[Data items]
___

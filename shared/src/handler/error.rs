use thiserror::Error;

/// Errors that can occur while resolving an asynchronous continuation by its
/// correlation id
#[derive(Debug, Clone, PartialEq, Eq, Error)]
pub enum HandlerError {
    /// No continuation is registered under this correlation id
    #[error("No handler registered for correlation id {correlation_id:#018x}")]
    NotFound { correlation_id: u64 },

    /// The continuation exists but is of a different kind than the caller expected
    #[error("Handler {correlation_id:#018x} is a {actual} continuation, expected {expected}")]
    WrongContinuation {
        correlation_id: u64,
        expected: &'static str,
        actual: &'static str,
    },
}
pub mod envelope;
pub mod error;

___

◆ TASK GOAL:
Your answer should consist of each line above in which "registered" appears.

◆ SOLUTION:
    /// No continuation is registered under this correlation id
    #[error("No handler registered for correlation id {correlation_id:#018x}")]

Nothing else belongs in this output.